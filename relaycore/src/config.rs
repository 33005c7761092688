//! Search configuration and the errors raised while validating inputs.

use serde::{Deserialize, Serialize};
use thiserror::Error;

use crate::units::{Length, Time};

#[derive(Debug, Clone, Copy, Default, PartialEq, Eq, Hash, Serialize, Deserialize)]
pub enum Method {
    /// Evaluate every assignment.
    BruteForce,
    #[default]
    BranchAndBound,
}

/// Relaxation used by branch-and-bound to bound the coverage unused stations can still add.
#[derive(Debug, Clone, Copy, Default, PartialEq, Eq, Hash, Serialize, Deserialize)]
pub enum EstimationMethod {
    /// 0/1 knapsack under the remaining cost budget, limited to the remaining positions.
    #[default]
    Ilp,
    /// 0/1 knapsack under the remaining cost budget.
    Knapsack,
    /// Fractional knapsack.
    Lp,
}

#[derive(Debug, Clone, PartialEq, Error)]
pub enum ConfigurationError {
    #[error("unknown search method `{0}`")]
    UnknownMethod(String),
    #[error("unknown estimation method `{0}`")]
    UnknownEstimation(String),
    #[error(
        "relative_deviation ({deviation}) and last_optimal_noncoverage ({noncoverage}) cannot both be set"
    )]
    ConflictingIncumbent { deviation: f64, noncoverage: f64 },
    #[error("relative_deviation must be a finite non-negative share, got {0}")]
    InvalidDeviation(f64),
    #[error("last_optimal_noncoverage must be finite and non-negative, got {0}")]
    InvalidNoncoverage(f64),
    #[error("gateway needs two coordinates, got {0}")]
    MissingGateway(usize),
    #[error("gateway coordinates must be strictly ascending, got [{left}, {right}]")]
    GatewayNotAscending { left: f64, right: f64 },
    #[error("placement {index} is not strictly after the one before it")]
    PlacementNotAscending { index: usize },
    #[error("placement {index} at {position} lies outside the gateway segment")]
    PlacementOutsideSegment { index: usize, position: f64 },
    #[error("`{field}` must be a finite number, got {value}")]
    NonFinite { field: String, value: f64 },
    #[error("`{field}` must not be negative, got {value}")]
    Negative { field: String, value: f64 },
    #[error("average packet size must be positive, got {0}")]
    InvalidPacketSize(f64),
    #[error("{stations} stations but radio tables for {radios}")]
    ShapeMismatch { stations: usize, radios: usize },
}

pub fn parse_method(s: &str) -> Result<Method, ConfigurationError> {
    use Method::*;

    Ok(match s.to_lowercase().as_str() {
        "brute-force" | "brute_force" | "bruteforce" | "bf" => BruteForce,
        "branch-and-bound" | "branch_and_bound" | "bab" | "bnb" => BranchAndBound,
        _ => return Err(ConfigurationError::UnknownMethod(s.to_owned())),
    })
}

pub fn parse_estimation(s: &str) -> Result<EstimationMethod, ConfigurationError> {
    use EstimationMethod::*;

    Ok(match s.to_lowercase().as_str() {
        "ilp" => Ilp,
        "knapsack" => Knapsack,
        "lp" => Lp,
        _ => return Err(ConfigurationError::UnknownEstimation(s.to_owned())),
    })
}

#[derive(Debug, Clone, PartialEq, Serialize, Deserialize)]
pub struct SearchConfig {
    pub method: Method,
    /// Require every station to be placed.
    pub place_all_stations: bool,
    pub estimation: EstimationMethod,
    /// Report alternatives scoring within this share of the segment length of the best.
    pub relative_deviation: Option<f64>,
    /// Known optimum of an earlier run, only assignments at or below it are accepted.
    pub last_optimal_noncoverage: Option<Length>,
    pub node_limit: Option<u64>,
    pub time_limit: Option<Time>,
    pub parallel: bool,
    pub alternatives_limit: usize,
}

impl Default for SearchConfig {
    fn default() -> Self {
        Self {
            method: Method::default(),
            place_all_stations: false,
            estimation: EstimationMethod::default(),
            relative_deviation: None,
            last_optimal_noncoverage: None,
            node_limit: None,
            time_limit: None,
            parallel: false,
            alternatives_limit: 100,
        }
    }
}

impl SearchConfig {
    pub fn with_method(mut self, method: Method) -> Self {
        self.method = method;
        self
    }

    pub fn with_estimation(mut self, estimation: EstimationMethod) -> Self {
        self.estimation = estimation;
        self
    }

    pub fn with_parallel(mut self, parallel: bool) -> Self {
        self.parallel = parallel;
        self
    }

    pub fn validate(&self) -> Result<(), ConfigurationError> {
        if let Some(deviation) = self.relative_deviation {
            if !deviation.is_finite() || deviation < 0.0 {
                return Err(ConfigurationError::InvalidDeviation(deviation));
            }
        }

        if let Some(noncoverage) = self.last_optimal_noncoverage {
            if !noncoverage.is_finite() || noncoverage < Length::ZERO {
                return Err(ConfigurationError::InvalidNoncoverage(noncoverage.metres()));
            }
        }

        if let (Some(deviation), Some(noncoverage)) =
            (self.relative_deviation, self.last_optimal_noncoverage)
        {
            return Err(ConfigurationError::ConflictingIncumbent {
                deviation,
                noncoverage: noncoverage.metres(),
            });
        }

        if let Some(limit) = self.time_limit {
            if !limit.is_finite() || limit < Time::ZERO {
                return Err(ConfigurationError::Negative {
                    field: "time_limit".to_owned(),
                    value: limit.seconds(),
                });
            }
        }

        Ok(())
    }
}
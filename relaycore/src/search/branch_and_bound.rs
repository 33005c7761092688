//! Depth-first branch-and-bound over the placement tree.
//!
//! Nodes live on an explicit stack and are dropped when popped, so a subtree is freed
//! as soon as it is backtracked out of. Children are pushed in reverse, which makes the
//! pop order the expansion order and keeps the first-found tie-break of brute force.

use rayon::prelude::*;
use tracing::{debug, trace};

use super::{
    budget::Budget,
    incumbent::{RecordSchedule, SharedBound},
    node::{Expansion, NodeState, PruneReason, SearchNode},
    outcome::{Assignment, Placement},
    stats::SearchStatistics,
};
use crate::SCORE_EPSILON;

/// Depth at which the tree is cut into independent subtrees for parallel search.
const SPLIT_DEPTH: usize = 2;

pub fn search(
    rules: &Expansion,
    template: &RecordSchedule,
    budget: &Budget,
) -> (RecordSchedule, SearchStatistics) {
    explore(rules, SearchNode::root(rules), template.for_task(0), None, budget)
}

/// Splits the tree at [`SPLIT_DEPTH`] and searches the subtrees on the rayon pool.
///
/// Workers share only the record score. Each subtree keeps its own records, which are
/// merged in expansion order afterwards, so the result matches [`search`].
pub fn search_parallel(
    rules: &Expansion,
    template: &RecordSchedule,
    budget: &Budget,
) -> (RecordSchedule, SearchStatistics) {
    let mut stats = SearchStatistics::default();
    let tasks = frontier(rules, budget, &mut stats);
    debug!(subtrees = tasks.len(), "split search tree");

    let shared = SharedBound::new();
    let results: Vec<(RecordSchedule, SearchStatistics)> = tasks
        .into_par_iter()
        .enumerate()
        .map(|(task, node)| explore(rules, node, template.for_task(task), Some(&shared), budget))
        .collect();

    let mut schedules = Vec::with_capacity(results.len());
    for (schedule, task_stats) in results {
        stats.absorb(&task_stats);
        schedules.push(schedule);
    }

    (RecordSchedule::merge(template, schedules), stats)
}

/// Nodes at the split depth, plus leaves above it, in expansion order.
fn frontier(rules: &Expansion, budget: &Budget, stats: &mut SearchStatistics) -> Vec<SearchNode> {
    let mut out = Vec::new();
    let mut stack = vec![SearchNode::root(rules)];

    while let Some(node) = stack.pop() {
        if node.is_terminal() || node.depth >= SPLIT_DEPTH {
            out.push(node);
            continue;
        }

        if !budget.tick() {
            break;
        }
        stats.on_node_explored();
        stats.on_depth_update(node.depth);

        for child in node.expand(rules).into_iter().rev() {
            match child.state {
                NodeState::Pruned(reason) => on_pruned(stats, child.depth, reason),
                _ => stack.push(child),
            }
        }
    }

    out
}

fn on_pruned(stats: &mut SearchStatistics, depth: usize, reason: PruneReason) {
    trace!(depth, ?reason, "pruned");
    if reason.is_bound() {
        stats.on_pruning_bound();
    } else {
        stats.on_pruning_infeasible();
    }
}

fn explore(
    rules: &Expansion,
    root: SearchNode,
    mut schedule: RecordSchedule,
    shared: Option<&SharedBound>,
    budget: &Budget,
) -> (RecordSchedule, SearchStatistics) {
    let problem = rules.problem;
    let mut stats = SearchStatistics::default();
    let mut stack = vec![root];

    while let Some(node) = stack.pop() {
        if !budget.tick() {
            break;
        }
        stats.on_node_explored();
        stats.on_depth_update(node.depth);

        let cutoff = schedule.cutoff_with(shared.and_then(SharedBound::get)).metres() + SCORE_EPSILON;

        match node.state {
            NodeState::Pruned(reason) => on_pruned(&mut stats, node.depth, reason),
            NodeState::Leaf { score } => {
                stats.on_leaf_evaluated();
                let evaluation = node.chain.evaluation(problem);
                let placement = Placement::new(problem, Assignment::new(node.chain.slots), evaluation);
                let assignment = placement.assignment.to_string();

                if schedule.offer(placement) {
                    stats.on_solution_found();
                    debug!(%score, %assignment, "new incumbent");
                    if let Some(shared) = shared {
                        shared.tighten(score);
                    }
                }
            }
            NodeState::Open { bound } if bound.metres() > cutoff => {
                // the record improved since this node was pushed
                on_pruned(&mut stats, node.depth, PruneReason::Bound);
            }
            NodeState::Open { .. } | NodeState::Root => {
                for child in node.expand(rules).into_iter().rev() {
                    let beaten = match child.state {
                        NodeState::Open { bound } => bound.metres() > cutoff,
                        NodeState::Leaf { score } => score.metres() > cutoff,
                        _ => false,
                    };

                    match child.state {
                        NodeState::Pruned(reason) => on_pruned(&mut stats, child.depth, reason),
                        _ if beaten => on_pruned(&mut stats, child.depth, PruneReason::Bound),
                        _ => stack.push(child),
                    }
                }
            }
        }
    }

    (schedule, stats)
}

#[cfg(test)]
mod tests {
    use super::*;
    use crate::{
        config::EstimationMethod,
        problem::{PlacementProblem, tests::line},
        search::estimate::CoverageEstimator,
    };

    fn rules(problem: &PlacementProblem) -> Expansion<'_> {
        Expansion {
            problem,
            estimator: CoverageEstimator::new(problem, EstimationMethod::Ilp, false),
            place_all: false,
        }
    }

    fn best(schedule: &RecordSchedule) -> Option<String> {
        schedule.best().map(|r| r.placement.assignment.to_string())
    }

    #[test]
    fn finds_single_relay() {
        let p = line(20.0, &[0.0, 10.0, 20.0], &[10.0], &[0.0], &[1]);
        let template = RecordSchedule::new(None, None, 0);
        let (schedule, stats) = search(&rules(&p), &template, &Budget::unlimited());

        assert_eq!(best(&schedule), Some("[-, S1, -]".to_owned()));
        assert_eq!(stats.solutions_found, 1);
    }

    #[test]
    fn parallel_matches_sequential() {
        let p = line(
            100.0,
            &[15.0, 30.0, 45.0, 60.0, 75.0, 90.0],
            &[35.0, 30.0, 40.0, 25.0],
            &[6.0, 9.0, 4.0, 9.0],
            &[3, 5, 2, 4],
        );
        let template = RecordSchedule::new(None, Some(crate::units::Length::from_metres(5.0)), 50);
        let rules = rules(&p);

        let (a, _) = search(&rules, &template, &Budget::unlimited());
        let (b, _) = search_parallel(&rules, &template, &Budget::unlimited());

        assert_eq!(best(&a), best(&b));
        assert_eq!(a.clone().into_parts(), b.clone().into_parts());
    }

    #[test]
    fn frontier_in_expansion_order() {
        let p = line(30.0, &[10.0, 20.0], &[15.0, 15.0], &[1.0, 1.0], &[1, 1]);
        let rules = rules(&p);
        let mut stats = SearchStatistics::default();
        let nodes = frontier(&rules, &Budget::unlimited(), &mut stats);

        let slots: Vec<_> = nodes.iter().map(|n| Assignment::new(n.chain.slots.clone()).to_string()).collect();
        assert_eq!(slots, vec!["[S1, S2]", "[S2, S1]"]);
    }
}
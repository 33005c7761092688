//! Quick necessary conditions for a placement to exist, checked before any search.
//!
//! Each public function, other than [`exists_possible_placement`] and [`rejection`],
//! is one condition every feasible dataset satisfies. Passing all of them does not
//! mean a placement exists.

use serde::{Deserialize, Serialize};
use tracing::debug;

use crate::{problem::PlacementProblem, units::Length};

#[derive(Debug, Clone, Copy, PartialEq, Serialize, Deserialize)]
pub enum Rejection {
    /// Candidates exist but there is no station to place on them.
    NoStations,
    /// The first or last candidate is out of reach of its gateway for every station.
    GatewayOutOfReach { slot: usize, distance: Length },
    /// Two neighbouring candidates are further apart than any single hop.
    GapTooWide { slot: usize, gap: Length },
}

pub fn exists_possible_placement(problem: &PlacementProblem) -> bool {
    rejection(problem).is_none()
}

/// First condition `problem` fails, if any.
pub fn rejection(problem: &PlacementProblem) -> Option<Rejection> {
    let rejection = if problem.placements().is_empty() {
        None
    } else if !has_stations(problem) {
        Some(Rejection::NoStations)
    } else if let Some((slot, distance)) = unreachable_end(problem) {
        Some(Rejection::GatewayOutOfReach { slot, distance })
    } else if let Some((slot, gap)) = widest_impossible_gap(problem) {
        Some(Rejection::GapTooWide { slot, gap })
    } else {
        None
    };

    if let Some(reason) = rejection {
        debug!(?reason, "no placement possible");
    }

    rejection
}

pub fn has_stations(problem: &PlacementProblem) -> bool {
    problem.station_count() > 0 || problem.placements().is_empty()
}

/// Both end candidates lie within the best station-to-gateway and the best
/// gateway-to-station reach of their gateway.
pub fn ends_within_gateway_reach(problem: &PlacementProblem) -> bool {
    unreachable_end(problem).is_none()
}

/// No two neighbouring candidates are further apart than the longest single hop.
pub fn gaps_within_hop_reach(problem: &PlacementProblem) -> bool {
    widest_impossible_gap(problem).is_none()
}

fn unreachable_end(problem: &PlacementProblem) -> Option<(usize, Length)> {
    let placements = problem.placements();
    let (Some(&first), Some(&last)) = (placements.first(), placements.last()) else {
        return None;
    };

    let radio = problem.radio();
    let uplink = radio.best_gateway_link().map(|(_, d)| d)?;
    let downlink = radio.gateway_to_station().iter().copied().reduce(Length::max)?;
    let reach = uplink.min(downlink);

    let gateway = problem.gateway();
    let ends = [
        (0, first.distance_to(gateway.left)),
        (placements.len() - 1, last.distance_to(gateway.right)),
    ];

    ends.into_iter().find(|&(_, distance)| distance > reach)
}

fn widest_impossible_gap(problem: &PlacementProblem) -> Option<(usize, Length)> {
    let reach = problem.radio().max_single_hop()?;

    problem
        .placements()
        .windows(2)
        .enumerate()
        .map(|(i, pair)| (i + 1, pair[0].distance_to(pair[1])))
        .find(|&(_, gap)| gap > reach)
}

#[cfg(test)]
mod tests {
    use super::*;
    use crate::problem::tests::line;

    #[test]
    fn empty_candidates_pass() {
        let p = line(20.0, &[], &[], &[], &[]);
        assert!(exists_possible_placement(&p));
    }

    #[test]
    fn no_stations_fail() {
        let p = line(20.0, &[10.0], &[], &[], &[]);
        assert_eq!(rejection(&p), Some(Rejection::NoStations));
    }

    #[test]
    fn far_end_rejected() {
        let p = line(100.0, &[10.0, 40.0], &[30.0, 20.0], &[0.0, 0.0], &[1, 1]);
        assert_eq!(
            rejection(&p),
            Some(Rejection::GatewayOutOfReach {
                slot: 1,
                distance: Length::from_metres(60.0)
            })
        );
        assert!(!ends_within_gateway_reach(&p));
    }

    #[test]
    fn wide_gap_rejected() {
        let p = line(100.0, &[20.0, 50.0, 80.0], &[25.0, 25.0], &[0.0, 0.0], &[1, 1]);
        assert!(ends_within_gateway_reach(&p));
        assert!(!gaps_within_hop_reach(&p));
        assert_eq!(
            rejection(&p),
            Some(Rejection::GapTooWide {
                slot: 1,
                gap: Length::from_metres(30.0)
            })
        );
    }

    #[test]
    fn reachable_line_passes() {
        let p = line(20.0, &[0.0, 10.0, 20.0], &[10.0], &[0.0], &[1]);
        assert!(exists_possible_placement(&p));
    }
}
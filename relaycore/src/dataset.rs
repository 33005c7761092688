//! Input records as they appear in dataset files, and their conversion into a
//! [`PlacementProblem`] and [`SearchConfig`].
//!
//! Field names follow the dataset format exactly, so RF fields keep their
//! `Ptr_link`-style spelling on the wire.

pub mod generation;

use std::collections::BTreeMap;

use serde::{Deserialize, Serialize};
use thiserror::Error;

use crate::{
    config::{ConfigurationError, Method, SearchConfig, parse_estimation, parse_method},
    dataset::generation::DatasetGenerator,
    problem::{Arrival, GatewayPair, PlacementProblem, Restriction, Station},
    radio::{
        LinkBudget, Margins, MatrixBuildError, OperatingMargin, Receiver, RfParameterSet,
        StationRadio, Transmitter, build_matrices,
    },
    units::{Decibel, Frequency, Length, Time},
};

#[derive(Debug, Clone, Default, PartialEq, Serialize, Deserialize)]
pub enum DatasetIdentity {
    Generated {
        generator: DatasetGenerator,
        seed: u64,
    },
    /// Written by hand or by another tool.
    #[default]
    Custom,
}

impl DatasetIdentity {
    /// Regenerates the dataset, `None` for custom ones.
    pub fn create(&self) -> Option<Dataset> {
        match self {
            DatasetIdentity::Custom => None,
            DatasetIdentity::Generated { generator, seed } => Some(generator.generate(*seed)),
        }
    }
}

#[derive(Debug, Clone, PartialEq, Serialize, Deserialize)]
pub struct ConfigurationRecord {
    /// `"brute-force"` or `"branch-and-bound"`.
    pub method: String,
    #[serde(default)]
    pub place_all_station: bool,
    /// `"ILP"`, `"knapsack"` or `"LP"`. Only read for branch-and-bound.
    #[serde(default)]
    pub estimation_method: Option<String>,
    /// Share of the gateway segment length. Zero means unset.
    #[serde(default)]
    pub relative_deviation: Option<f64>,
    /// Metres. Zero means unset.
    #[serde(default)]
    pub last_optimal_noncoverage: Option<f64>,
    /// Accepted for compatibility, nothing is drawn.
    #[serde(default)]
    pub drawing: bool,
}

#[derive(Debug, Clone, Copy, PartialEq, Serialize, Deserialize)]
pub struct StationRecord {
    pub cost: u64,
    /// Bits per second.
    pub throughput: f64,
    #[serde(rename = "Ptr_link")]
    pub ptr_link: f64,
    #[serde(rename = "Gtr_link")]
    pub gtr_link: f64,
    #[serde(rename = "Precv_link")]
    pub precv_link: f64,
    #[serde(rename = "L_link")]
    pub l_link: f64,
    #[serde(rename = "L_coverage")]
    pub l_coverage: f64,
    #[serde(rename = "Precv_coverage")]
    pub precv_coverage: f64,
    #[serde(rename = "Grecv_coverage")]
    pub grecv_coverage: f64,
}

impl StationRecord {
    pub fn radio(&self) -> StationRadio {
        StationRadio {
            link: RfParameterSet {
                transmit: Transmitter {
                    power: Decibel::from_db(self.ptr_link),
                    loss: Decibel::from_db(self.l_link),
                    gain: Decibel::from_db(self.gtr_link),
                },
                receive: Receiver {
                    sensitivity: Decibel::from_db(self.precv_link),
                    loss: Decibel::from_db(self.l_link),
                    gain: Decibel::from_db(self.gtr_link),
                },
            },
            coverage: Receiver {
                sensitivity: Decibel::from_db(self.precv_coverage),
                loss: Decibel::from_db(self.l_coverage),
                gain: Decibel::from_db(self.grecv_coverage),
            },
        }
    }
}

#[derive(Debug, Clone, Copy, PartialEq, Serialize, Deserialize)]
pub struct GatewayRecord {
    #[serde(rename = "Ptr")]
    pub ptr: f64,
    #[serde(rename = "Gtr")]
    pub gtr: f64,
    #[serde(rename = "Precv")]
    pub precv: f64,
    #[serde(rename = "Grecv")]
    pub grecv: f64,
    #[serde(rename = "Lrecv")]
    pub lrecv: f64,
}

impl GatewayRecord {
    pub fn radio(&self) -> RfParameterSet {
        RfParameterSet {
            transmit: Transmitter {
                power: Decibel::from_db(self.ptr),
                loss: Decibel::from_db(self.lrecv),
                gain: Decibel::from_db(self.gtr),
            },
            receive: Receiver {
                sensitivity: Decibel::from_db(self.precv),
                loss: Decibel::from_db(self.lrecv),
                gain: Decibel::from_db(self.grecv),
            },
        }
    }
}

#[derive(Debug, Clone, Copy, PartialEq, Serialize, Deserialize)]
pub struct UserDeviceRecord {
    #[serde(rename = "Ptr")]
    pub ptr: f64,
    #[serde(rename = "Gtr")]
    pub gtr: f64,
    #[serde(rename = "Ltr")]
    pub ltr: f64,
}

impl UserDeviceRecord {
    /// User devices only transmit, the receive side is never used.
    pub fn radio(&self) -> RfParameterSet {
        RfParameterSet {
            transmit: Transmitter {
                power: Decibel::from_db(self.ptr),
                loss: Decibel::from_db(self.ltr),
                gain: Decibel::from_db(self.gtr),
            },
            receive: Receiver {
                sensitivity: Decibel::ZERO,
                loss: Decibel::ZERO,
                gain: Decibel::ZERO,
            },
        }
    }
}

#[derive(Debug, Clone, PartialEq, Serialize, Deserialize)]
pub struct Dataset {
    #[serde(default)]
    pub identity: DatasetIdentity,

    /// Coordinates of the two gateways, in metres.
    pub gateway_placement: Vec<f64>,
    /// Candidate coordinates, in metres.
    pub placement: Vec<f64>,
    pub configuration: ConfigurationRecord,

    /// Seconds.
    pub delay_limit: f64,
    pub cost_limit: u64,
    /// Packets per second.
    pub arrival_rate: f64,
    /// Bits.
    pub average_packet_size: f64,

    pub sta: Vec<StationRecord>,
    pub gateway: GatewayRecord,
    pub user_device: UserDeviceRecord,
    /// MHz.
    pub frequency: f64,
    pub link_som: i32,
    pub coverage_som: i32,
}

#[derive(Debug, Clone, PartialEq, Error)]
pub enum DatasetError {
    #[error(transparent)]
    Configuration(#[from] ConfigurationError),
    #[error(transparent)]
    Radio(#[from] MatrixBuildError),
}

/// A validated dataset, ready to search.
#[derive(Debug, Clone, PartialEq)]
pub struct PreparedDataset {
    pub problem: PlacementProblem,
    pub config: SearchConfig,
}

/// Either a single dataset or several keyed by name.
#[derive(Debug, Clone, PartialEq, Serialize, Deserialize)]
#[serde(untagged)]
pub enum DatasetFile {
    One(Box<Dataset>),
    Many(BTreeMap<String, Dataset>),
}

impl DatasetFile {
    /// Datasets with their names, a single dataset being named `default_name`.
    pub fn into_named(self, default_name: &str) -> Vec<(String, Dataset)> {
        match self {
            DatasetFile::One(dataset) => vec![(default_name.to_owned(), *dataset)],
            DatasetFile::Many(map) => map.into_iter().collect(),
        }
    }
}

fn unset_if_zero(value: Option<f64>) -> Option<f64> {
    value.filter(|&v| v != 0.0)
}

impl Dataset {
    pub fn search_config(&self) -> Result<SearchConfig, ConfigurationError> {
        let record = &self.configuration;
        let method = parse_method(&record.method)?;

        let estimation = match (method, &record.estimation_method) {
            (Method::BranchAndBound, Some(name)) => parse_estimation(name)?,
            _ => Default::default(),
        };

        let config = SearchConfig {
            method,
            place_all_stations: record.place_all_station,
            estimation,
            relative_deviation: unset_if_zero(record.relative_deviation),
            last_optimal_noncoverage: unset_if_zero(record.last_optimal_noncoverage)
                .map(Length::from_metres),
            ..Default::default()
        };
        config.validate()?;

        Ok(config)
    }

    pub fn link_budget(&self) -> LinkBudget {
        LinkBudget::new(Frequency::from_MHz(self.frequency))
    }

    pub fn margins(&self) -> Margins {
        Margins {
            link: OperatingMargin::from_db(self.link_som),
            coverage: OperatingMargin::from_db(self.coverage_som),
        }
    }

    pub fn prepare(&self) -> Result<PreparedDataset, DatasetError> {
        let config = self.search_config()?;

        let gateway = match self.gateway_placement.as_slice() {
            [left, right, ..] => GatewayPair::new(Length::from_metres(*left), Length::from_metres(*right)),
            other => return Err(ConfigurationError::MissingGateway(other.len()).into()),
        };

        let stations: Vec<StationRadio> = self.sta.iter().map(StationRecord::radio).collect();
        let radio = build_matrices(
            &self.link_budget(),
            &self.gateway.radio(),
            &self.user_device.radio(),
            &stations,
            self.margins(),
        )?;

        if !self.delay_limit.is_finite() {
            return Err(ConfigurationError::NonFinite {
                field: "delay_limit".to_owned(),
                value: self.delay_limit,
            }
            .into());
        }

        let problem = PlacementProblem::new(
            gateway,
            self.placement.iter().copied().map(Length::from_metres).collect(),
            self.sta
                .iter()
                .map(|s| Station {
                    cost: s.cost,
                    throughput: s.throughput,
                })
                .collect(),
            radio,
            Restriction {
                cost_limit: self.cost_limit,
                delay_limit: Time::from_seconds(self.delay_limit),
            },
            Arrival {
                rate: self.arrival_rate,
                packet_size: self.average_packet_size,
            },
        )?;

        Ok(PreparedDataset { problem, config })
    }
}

Task goal
Which lines in the entries above contain "units"? Pull each of them out.

Solution for this task
use crate::units::{Length, Time};
        let template = RecordSchedule::new(None, Some(crate::units::Length::from_metres(5.0)), 50);
use crate::{problem::PlacementProblem, units::Length};
    units::{Decibel, Frequency, Length, Time},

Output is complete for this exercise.